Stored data
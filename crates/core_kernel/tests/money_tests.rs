//! Integration tests for Money, Rate and the calendar helpers

use chrono::NaiveDate;
use core_kernel::money::{parse_decimal, to_fixed};
use core_kernel::{first_of_next_month, format_date, parse_date, Money, MoneyError, Rate};
use rust_decimal_macros::dec;

mod money_tests {
    use super::*;

    /// Verifies division guards against a zero divisor
    #[test]
    fn test_divide_by_zero() {
        let m = Money::new(dec!(100));
        assert_eq!(m.divide(dec!(0)), Err(MoneyError::DivisionByZero));
    }

    /// Verifies the monthly instalment arithmetic used on receipts
    #[test]
    fn test_divide_into_instalments() {
        let total = Money::new(dec!(316.40)) + Money::new(dec!(5.00));
        let monthly = total.divide(dec!(8)).unwrap();
        assert_eq!(monthly.amount(), dec!(40.175));
        assert_eq!(monthly.to_string(), "$40.18");
    }

    /// Verifies summing an iterator of amounts
    #[test]
    fn test_sum() {
        let total: Money = [dec!(40), dec!(30), dec!(20)]
            .into_iter()
            .map(Money::new)
            .sum();
        assert_eq!(total.amount(), dec!(90));
    }

    /// Verifies sign predicates
    #[test]
    fn test_sign_predicates() {
        assert!(Money::new(dec!(0.01)).is_positive());
        assert!(Money::new(dec!(-0.01)).is_negative());
        assert!(!Money::zero().is_positive());
        assert!(!Money::zero().is_negative());
    }

    /// Verifies fixed text used for persistence pads to two digits
    #[test]
    fn test_to_fixed_pads() {
        assert_eq!(to_fixed(dec!(0.1)), "0.10");
        assert_eq!(to_fixed(dec!(13)), "13.00");
        assert_eq!(to_fixed(dec!(2.675)), "2.68");
    }

    /// Verifies parse failures report the offending text
    #[test]
    fn test_parse_decimal_error_text() {
        assert_eq!(
            parse_decimal("12,50"),
            Err(MoneyError::InvalidAmount("12,50".to_string()))
        );
    }
}

mod rate_tests {
    use super::*;

    #[test]
    fn test_percentage_round_trip() {
        let rate = Rate::from_percentage(dec!(15));
        assert_eq!(rate.as_decimal(), dec!(0.15));
        assert_eq!(rate.as_percentage(), dec!(15));
    }

    #[test]
    fn test_zero_rate_applies_nothing() {
        let rate = Rate::new(dec!(0));
        assert!(rate.apply(&Money::new(dec!(500))).is_zero());
    }
}

mod calendar_tests {
    use super::*;

    #[test]
    fn test_date_text_round_trip() {
        let date = NaiveDate::from_ymd_opt(2023, 7, 26).unwrap();
        assert_eq!(format_date(date), "2023-07-26");
        assert_eq!(parse_date("2023-07-26").unwrap(), date);
    }

    #[test]
    fn test_parse_date_rejects_other_layouts() {
        assert!(parse_date("26/07/2023").is_err());
        assert!(parse_date("2023-02-30").is_err());
    }

    #[test]
    fn test_first_of_next_month_from_first_day() {
        let date = NaiveDate::from_ymd_opt(2024, 2, 1).unwrap();
        assert_eq!(
            first_of_next_month(date),
            NaiveDate::from_ymd_opt(2024, 3, 1).unwrap()
        );
    }
}
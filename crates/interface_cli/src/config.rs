//! Console configuration

use std::path::{Path, PathBuf};
use std::time::Duration;

use core_kernel::{CoreError, Timezone};
use serde::Deserialize;

/// Optional settings file read from the working directory
pub const CONFIG_FILE: &str = "osic.toml";

/// Prefix of environment overrides, e.g. `OSIC_DATA_DIR`
pub const ENV_PREFIX: &str = "OSIC";

/// Log output format
#[derive(Debug, Clone, Copy, PartialEq, Eq, Deserialize)]
#[serde(rename_all = "lowercase")]
pub enum LogFormat {
    Text,
    Json,
}

/// Console configuration
#[derive(Debug, Clone, Deserialize)]
pub struct CliConfig {
    /// Directory holding the data files
    pub data_dir: PathBuf,
    /// Rate parameters file name
    pub defaults_file: String,
    /// Policy ledger file name
    pub policies_file: String,
    /// Log level
    pub log_level: String,
    /// Log output format
    pub log_format: LogFormat,
    /// IANA zone the invoice date is taken in
    pub timezone: String,
    /// Dots printed by the progress bar
    pub progress_steps: u32,
    /// Pause before each dot
    pub progress_step_millis: u64,
    /// Reprint every stored policy when the operator stops
    pub reprint_on_exit: bool,
}

impl Default for CliConfig {
    fn default() -> Self {
        Self {
            data_dir: PathBuf::from("."),
            defaults_file: "OSICDef.dat".to_string(),
            policies_file: "Policies.dat".to_string(),
            log_level: "info".to_string(),
            log_format: LogFormat::Text,
            timezone: "America/St_Johns".to_string(),
            progress_steps: 10,
            progress_step_millis: 500,
            reprint_on_exit: true,
        }
    }
}

impl CliConfig {
    /// Loads defaults, then `osic.toml` if present, then `OSIC_*` variables
    pub fn load() -> Result<Self, config::ConfigError> {
        Self::load_from(Path::new(CONFIG_FILE))
    }

    /// Same as [`CliConfig::load`] with an explicit settings file
    pub fn load_from(file: &Path) -> Result<Self, config::ConfigError> {
        let defaults = Self::default();
        config::Config::builder()
            .set_default("data_dir", defaults.data_dir.display().to_string())?
            .set_default("defaults_file", defaults.defaults_file)?
            .set_default("policies_file", defaults.policies_file)?
            .set_default("log_level", defaults.log_level)?
            .set_default("log_format", "text")?
            .set_default("timezone", defaults.timezone)?
            .set_default("progress_steps", i64::from(defaults.progress_steps))?
            .set_default("progress_step_millis", defaults.progress_step_millis as i64)?
            .set_default("reprint_on_exit", defaults.reprint_on_exit)?
            .add_source(config::File::from(file).required(false))
            .add_source(config::Environment::with_prefix(ENV_PREFIX).try_parsing(true))
            .build()?
            .try_deserialize()
    }

    pub fn defaults_path(&self) -> PathBuf {
        self.data_dir.join(&self.defaults_file)
    }

    pub fn policies_path(&self) -> PathBuf {
        self.data_dir.join(&self.policies_file)
    }

    /// Parses the configured zone
    pub fn timezone(&self) -> Result<Timezone, CoreError> {
        self.timezone.parse()
    }

    pub fn progress_delay(&self) -> Duration {
        Duration::from_millis(self.progress_step_millis)
    }
}
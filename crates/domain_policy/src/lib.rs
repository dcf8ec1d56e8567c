//! Policy Premium Domain
//!
//! This crate implements pricing and issuance of vehicle policies, following
//! the same hexagonal layout as the rest of the workspace: the domain holds
//! only business rules and talks to storage and the operator through ports.
//!
//! # Architecture
//!
//! - **Value Objects**: RateParameters, Coverages, PremiumBreakdown, Receipt
//! - **Records**: PolicyRecord, immutable once issued
//! - **Domain Services**: `premium::compute`, IssuanceTransaction
//! - **Ports**: RateStore, PolicyLedger, SubmissionSource, ReceiptSink
//!
//! # Session Lifecycle
//!
//! ```text
//! AwaitingInput -> Computing -> Persisting -> Reporting -> AwaitingInput
//!                                                     \-> Draining -> Finished
//! ```
//!
//! # Example
//!
//! ```rust,ignore
//! use domain_policy::{PolicyWorkflow, WorkflowPorts};
//!
//! let rates = reconcile_sequence(store.load()?, &ledger)?;
//! let summary = PolicyWorkflow::new(rates, ports).run()?;
//! ```

pub mod rates;
pub mod premium;
pub mod policy;
pub mod receipt;
pub mod ports;
pub mod transaction;
pub mod workflow;
pub mod error;

pub use rates::{RateParameters, MAX_AMOUNT};
pub use premium::{compute, BreakdownSource, Coverages, PremiumBreakdown};
pub use policy::{Customer, PaymentMethod, PolicyRecord, PolicySubmission, Province};
pub use receipt::{MonthlyPlan, Receipt, title_case};
pub use ports::{
    InvoiceCalendar, NoProgress, PolicyLedger, PortError, ProgressIndicator, RateStore,
    ReceiptSink, Replay, SubmissionSource,
};
pub use transaction::{IssuanceTransaction, reconcile_sequence};
pub use workflow::{PolicyWorkflow, WorkflowPorts, WorkflowState, WorkflowSummary};
pub use error::PolicyError;
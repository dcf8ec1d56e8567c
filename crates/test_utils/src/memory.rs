//! In-Memory Port Adapters
//!
//! Implementations of every domain port backed by plain collections, with
//! switches for injecting failures.

use std::collections::VecDeque;

use chrono::NaiveDate;
use domain_policy::{
    InvoiceCalendar, PolicyLedger, PolicyRecord, PolicySubmission, PortError, ProgressIndicator,
    RateParameters, RateStore, Receipt, ReceiptSink, Replay, SubmissionSource,
};

fn io_failure(source_name: &str) -> PortError {
    PortError::Io {
        source_name: source_name.to_string(),
        source: std::io::Error::new(std::io::ErrorKind::Other, "injected failure"),
    }
}

/// Ledger entry, either a record or a line that fails to parse
#[derive(Debug, Clone)]
enum Entry {
    Record(PolicyRecord),
    Corrupt(String),
}

/// Ledger kept in a vector
#[derive(Debug, Clone, Default)]
pub struct InMemoryLedger {
    entries: Vec<Entry>,
    fail_appends: bool,
}

impl InMemoryLedger {
    pub fn new() -> Self {
        Self::default()
    }

    /// Ledger pre-populated with records
    pub fn with_records(records: impl IntoIterator<Item = PolicyRecord>) -> Self {
        Self {
            entries: records.into_iter().map(Entry::Record).collect(),
            fail_appends: false,
        }
    }

    /// Adds an entry that fails replay with the given message
    pub fn push_corrupt(&mut self, message: impl Into<String>) {
        self.entries.push(Entry::Corrupt(message.into()));
    }

    /// Makes every later append fail
    pub fn fail_appends(&mut self) {
        self.fail_appends = true;
    }

    /// Records appended so far, skipping corrupt entries
    pub fn records(&self) -> Vec<PolicyRecord> {
        self.entries
            .iter()
            .filter_map(|e| match e {
                Entry::Record(r) => Some(r.clone()),
                Entry::Corrupt(_) => None,
            })
            .collect()
    }

    pub fn len(&self) -> usize {
        self.entries.len()
    }

    pub fn is_empty(&self) -> bool {
        self.entries.is_empty()
    }
}

impl PolicyLedger for InMemoryLedger {
    fn append(&mut self, record: &PolicyRecord) -> Result<(), PortError> {
        if self.fail_appends {
            return Err(io_failure("memory ledger"));
        }
        self.entries.push(Entry::Record(record.clone()));
        Ok(())
    }

    fn replay_all(&self) -> Result<Replay<'_>, PortError> {
        Ok(Box::new(self.entries.iter().enumerate().map(|(i, entry)| {
            match entry {
                Entry::Record(record) => Ok(record.clone()),
                Entry::Corrupt(message) => Err(PortError::DataCorruption {
                    source_name: "memory ledger".to_string(),
                    line: i + 1,
                    message: message.clone(),
                }),
            }
        })))
    }
}

/// Rate store holding one value and a history of saves
#[derive(Debug, Clone)]
pub struct InMemoryRateStore {
    current: RateParameters,
    saves: Vec<RateParameters>,
    fail_saves: bool,
}

impl InMemoryRateStore {
    pub fn new(initial: RateParameters) -> Self {
        Self {
            current: initial,
            saves: Vec::new(),
            fail_saves: false,
        }
    }

    /// Makes every later save fail
    pub fn fail_saves(&mut self) {
        self.fail_saves = true;
    }

    /// Every value saved, in order
    pub fn saves(&self) -> &[RateParameters] {
        &self.saves
    }

    pub fn current(&self) -> &RateParameters {
        &self.current
    }
}

impl RateStore for InMemoryRateStore {
    fn load(&self) -> Result<RateParameters, PortError> {
        Ok(self.current.clone())
    }

    fn save(&mut self, params: &RateParameters) -> Result<(), PortError> {
        if self.fail_saves {
            return Err(io_failure("memory rate store"));
        }
        self.current = params.clone();
        self.saves.push(params.clone());
        Ok(())
    }
}

/// Submission source that plays back a fixed list
///
/// Answers "another?" with yes while submissions remain.
#[derive(Debug, Clone, Default)]
pub struct ScriptedSubmissionSource {
    pending: VecDeque<PolicySubmission>,
}

impl ScriptedSubmissionSource {
    pub fn new(submissions: impl IntoIterator<Item = PolicySubmission>) -> Self {
        Self {
            pending: submissions.into_iter().collect(),
        }
    }

    pub fn remaining(&self) -> usize {
        self.pending.len()
    }
}

impl SubmissionSource for ScriptedSubmissionSource {
    fn next_submission(&mut self) -> Result<PolicySubmission, PortError> {
        self.pending
            .pop_front()
            .ok_or_else(|| PortError::Input("script exhausted".to_string()))
    }

    fn wants_another(&mut self) -> Result<bool, PortError> {
        Ok(!self.pending.is_empty())
    }
}

/// Receipt sink that keeps everything it is given
#[derive(Debug, Clone, Default)]
pub struct RecordingReceiptSink {
    pub receipts: Vec<Receipt>,
    /// Index into `receipts` where the batch reprint began
    pub reprint_started_at: Option<usize>,
}

impl RecordingReceiptSink {
    pub fn new() -> Self {
        Self::default()
    }

    /// Receipts rendered during the session loop
    pub fn issued(&self) -> &[Receipt] {
        let end = self.reprint_started_at.unwrap_or(self.receipts.len());
        &self.receipts[..end]
    }

    /// Receipts rendered by the batch reprint
    pub fn reprinted(&self) -> &[Receipt] {
        match self.reprint_started_at {
            Some(start) => &self.receipts[start..],
            None => &[],
        }
    }
}

impl ReceiptSink for RecordingReceiptSink {
    fn render(&mut self, receipt: &Receipt) -> Result<(), PortError> {
        self.receipts.push(receipt.clone());
        Ok(())
    }

    fn begin_reprint(&mut self) -> Result<(), PortError> {
        self.reprint_started_at = Some(self.receipts.len());
        Ok(())
    }
}

/// Progress indicator that counts how often it was shown
#[derive(Debug, Clone, Copy, Default)]
pub struct CountingProgress {
    pub shown: usize,
}

impl ProgressIndicator for CountingProgress {
    fn show(&mut self) {
        self.shown += 1;
    }
}

/// Calendar pinned to one date
#[derive(Debug, Clone, Copy)]
pub struct FixedCalendar(pub NaiveDate);

impl InvoiceCalendar for FixedCalendar {
    fn today(&self) -> NaiveDate {
        self.0
    }
}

Task requirements:
Pull every line holding "configuration" out of the records.

Solution below:
//! Console configuration
/// Console configuration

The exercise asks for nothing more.